State, local school tension
The North Carolina Association of Educators, a powerful voice for teachers, expressed a lack of confidence in the school safety guidance issued by Cooper and his team on Wednesday. The American Academy of Pediatrics issued school guidelines on July 18 recommending that masks be kept on in schools while also urging all eligible students and staff to get vaccinated.
“In the face of dramatically rising COVID infections among unvaccinated North Carolinians in the past several weeks due to the Delta variant, and schools preparing to open for the new school year, this seems a very poorly timed decision,” Tamika Walker Kelly, the NCAE president, said in a statement issued while Cooper and Cohen were in a briefing with reporters.
There are Republicans in the General Assembly, though, who are pushing for the “Free the Smiles Act,” a bill that would give local school boards and governing authorities of private schools the decision-making power to determine whether masks are mandatory.
If a school board votes for mandatory face coverings, members would have to put the requirement to a vote at least once a month to determine whether the requirement should be continued.
“I think it’s a pretty bad idea,” Cooper said, adding that it’s pretty obvious from the state guidance that the public health team considers masking the best way to protect students and teachers from the coronavirus.
Coronavirus by the numbers
According to NCDHHS data, as of Wednesday afternoon:
- 13,550 people total in North Carolina have died of coronavirus.
- 1,028,131 have been diagnosed with the disease. Of those, 694 are in the hospital, up from 391 people on July 1. The hospitalization figure is a snapshot of people hospitalized with COVID-19 infections on a given day and does not represent all of the North Carolinians who may have been in the hospital throughout the course of the epidemic.
- 1,001,590 people who had COVID-19 are presumed to have recovered. This weekly estimate does not denote how many of the diagnosed cases in the state are still infectious. Nor does it reflect the number of so-called “long-haul” survivors of coronavirus who continue to feel the effects of the disease beyond the defined “recovery” period.
- To date, 14,152,860 tests have been completed in North Carolina.

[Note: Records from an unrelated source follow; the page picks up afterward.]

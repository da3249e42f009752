use std::sync::Arc;

use axum::{
    extract::{Path, Query, State},
    http::{HeaderMap, Method},
    routing::{get, post},
    Json, Router,
};
use serde::{Deserialize, Serialize};
use tower_http::cors::{Any, CorsLayer};
use tower_http::trace::TraceLayer;
use tracing::info;

use trefla_shared::permission::{AdminGrant, Permission};
use trefla_shared::protocol::ChatView;
use trefla_shared::types::{
    AdminNotificationId, AdminNotificationType, ChatId, NotificationId, UserId,
};
use trefla_store::{AdminNotification, Message, User};

use crate::config::ServerConfig;
use crate::engine::{CardOwnership, ClaimWithdrawal, TransferReply, TransferRequest, Verification};
use crate::error::ServerError;
use crate::ws;

/// Header carrying the calling user's id.
pub const USER_HEADER: &str = "x-user-id";

const DEFAULT_PAGE: u32 = 50;
const MAX_PAGE: u32 = 200;

#[derive(Clone)]
pub struct AppState {
    pub engine: CardOwnership,
    pub config: Arc<ServerConfig>,
}

pub fn build_router(state: AppState) -> Router {
    let cors = CorsLayer::new()
        .allow_origin(Any)
        .allow_methods([Method::GET, Method::POST, Method::DELETE, Method::OPTIONS])
        .allow_headers(Any);

    Router::new()
        .route("/health", get(health_check))
        .route("/ws/:user_id", get(ws::ws_handler))
        .route("/me/card", post(submit_card))
        .route("/me/device-token", post(set_device_token))
        .route("/me/chats", get(chat_summary))
        .route("/me/notifications/read", post(mark_notifications_read))
        .route("/cards/:card_number/transfer-requests", post(request_transfer))
        .route("/notifications/:id/transfer-reply", post(reply_transfer))
        .route("/chats/card", post(open_card_chat))
        .route("/chats/:chat_id/messages", get(list_messages).post(send_message))
        .route("/admin/users/:user_id/verify", post(admin_verify))
        .route("/admin/users/:user_id/unverify", post(admin_unverify))
        .route("/admin/users/:user_id/reject", post(admin_reject))
        .route("/admin/id-transfers", get(admin_list_transfers))
        .route(
            "/admin/id-transfers/:id",
            get(admin_get_transfer).delete(admin_delete_transfer),
        )
        .layer(cors)
        .layer(TraceLayer::new_for_http())
        .with_state(state)
}

/// Success envelope.  Failures render through [`ServerError`] as
/// `{status: false, message}`.
#[derive(Serialize)]
struct ApiResponse<T: Serialize> {
    status: bool,
    message: &'static str,
    data: T,
}

fn ok<T: Serialize>(message: &'static str, data: T) -> Json<ApiResponse<T>> {
    Json(ApiResponse {
        status: true,
        message,
        data,
    })
}

type ApiResult<T> = Result<Json<ApiResponse<T>>, ServerError>;

#[derive(Serialize)]
struct HealthResponse {
    status: &'static str,
    version: &'static str,
    name: String,
    sessions: usize,
}

#[derive(Deserialize)]
struct SubmitCardRequest {
    #[serde(default)]
    card_number: String,
    #[serde(default)]
    card_img_url: String,
}

#[derive(Deserialize)]
struct DeviceTokenRequest {
    device_token: String,
}

#[derive(Deserialize)]
struct TransferReplyRequest {
    accept: bool,
}

#[derive(Deserialize)]
struct OpenCardChatRequest {
    card_number: String,
}

#[derive(Deserialize)]
struct SendMessageRequest {
    text: String,
}

#[derive(Deserialize)]
struct RejectRequest {
    #[serde(default)]
    reason: String,
}

#[derive(Deserialize)]
struct Page {
    limit: Option<u32>,
    offset: Option<u32>,
}

async fn health_check(State(state): State<AppState>) -> Json<HealthResponse> {
    Json(HealthResponse {
        status: "ok",
        version: env!("CARGO_PKG_VERSION"),
        name: state.config.instance_name.clone(),
        sessions: state.engine.sessions().session_count().await,
    })
}

// ─── Caller identity ───

fn caller(headers: &HeaderMap) -> Result<UserId, ServerError> {
    let raw = headers
        .get(USER_HEADER)
        .and_then(|v| v.to_str().ok())
        .ok_or_else(|| ServerError::Permission(format!("Missing {USER_HEADER} header")))?;
    raw.trim()
        .parse::<i64>()
        .map(UserId)
        .map_err(|_| ServerError::Validation(format!("Invalid {USER_HEADER} header: {raw}")))
}

/// Resolve the admin behind the bearer token and check one permission.
fn require_admin(
    headers: &HeaderMap,
    state: &AppState,
    permission: Permission,
) -> Result<AdminGrant, ServerError> {
    let Some(ref expected) = state.config.admin_token else {
        return Err(ServerError::Permission(
            "Admin API is disabled (no ADMIN_TOKEN configured)".into(),
        ));
    };

    let auth = headers
        .get("authorization")
        .and_then(|v| v.to_str().ok())
        .unwrap_or("");
    let token = auth.strip_prefix("Bearer ").unwrap_or(auth).trim();
    if token.is_empty() {
        return Err(ServerError::Permission("Missing admin token".into()));
    }

    use subtle::ConstantTimeEq;
    let token_bytes = token.as_bytes();
    let expected_bytes = expected.as_bytes();
    let grant = if token_bytes.len() == expected_bytes.len()
        && token_bytes.ct_eq(expected_bytes).unwrap_u8() == 1
    {
        AdminGrant::superuser()
    } else {
        state
            .engine
            .with_db(|db| Ok(db.get_admin_by_token(token)?))?
            .map(|admin| admin.grant())
            .ok_or_else(|| ServerError::Permission("Invalid admin token".into()))?
    };

    if !grant.allows(permission) {
        return Err(ServerError::Permission(format!(
            "Missing permission {}",
            permission.path()
        )));
    }
    Ok(grant)
}

// ─── User endpoints ───

async fn submit_card(
    headers: HeaderMap,
    State(state): State<AppState>,
    Json(req): Json<SubmitCardRequest>,
) -> ApiResult<User> {
    let user_id = caller(&headers)?;
    let user = state
        .engine
        .submit_card(user_id, &req.card_number, &req.card_img_url)
        .await?;
    Ok(ok("Card submitted", user))
}

async fn set_device_token(
    headers: HeaderMap,
    State(state): State<AppState>,
    Json(req): Json<DeviceTokenRequest>,
) -> ApiResult<bool> {
    let user_id = caller(&headers)?;
    let updated = state
        .engine
        .with_db(|db| Ok(db.set_device_token(user_id, req.device_token.trim())?))?;
    if !updated {
        return Err(ServerError::NotFound(format!("User {user_id} not found")));
    }
    Ok(ok("Device token saved", true))
}

async fn chat_summary(
    headers: HeaderMap,
    State(state): State<AppState>,
) -> ApiResult<Vec<ChatView>> {
    let user_id = caller(&headers)?;
    Ok(ok("Chats", state.engine.chat_summary(user_id)?))
}

async fn mark_notifications_read(
    headers: HeaderMap,
    State(state): State<AppState>,
) -> ApiResult<bool> {
    let user_id = caller(&headers)?;
    state.engine.mark_notifications_read(user_id)?;
    Ok(ok("Notifications marked as read", true))
}

async fn request_transfer(
    headers: HeaderMap,
    State(state): State<AppState>,
    Path(card_number): Path<String>,
) -> ApiResult<TransferRequest> {
    let user_id = caller(&headers)?;
    Ok(ok("Transfer request sent", state.engine.request_transfer(user_id, &card_number).await?))
}

async fn reply_transfer(
    headers: HeaderMap,
    State(state): State<AppState>,
    Path(id): Path<NotificationId>,
    Json(req): Json<TransferReplyRequest>,
) -> ApiResult<TransferReply> {
    let user_id = caller(&headers)?;
    Ok(ok("Transfer request answered", state.engine.reply_transfer(user_id, id, req.accept).await?))
}

async fn open_card_chat(
    headers: HeaderMap,
    State(state): State<AppState>,
    Json(req): Json<OpenCardChatRequest>,
) -> ApiResult<ChatView> {
    let user_id = caller(&headers)?;
    Ok(ok("Chat opened", state.engine.open_card_chat(user_id, &req.card_number).await?))
}

async fn send_message(
    headers: HeaderMap,
    State(state): State<AppState>,
    Path(chat_id): Path<ChatId>,
    Json(req): Json<SendMessageRequest>,
) -> ApiResult<Message> {
    let user_id = caller(&headers)?;
    Ok(ok("Message sent", state.engine.send_message(chat_id, user_id, &req.text).await?))
}

async fn list_messages(
    headers: HeaderMap,
    State(state): State<AppState>,
    Path(chat_id): Path<ChatId>,
    Query(page): Query<Page>,
) -> ApiResult<Vec<Message>> {
    let user_id = caller(&headers)?;
    let limit = page.limit.unwrap_or(DEFAULT_PAGE).min(MAX_PAGE);
    let offset = page.offset.unwrap_or(0);

    let messages = state.engine.with_db(|db| {
        let chat = db.get_chat(chat_id)?;
        if chat.slot_of(user_id).is_none() {
            return Err(ServerError::Permission(
                "You are not a participant of this chat".into(),
            ));
        }
        Ok(db.messages_for_chat(chat_id, limit, offset)?)
    })?;
    Ok(ok("Messages", messages))
}

// ─── Admin endpoints ───

async fn admin_verify(
    headers: HeaderMap,
    State(state): State<AppState>,
    Path(user_id): Path<UserId>,
) -> ApiResult<Verification> {
    let grant = require_admin(&headers, &state, Permission::IdentityVerify)?;
    info!(user = %user_id, role = grant.role.as_str(), "Admin verifying card");
    Ok(ok("Card verified", state.engine.verify(user_id).await?))
}

async fn admin_unverify(
    headers: HeaderMap,
    State(state): State<AppState>,
    Path(user_id): Path<UserId>,
) -> ApiResult<ClaimWithdrawal> {
    let grant = require_admin(&headers, &state, Permission::IdentityVerify)?;
    info!(user = %user_id, role = grant.role.as_str(), "Admin unverifying card");
    Ok(ok("Card unverified", state.engine.unverify(user_id).await?))
}

async fn admin_reject(
    headers: HeaderMap,
    State(state): State<AppState>,
    Path(user_id): Path<UserId>,
    Json(req): Json<RejectRequest>,
) -> ApiResult<ClaimWithdrawal> {
    let grant = require_admin(&headers, &state, Permission::DriverIdReject)?;
    info!(user = %user_id, role = grant.role.as_str(), "Admin rejecting card");
    Ok(ok("Card rejected", state.engine.reject(user_id, &req.reason).await?))
}

async fn admin_list_transfers(
    headers: HeaderMap,
    State(state): State<AppState>,
) -> ApiResult<Vec<AdminNotification>> {
    require_admin(&headers, &state, Permission::IdTransferShow)?;
    let items = state
        .engine
        .with_db(|db| Ok(db.list_admin_notifications(AdminNotificationType::IdTransfer)?))?;
    Ok(ok("ID transfer requests", items))
}

fn load_transfer(
    state: &AppState,
    id: AdminNotificationId,
) -> Result<AdminNotification, ServerError> {
    let item = state.engine.with_db(|db| Ok(db.get_admin_notification(id)?))?;
    if item.kind != AdminNotificationType::IdTransfer {
        return Err(ServerError::NotFound(format!("ID transfer {id} not found")));
    }
    Ok(item)
}

async fn admin_get_transfer(
    headers: HeaderMap,
    State(state): State<AppState>,
    Path(id): Path<AdminNotificationId>,
) -> ApiResult<AdminNotification> {
    require_admin(&headers, &state, Permission::IdTransferShow)?;
    Ok(ok("ID transfer request", load_transfer(&state, id)?))
}

async fn admin_delete_transfer(
    headers: HeaderMap,
    State(state): State<AppState>,
    Path(id): Path<AdminNotificationId>,
) -> ApiResult<bool> {
    require_admin(&headers, &state, Permission::IdTransferShow)?;
    load_transfer(&state, id)?;
    let deleted = state
        .engine
        .with_db(|db| Ok(db.delete_admin_notification(id)?))?;
    info!(id = %id, "ID transfer work item deleted");
    Ok(ok("ID transfer request deleted", deleted))
}

pub async fn serve(state: AppState, addr: std::net::SocketAddr) -> anyhow::Result<()> {
    let app = build_router(state);

    info!(addr = %addr, "Starting HTTP API server");

    let listener = tokio::net::TcpListener::bind(addr).await?;
    axum::serve(listener, app).await?;

    Ok(())
}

As of July 7, 2020, all labs in the state are required to report both their positive and negative test results to the lab, so that figure includes all of the COVID-19 tests performed in the state.
- People ages 25-49 make up the largest group of cases (39 percent). While 14 percent of the positive diagnoses were in people ages 65 and older, seniors make up 82 percent of coronavirus deaths in the state.
- 86 outbreaks are ongoing in group facilities across the state, including nursing homes and correctional and residential care facilities.
- As of Wednesday, 192 COVID-19 patients were in intensive care units across the state.
- As of July 21, 5,119,340 North Carolinians have received at least one dose of a coronavirus vaccine.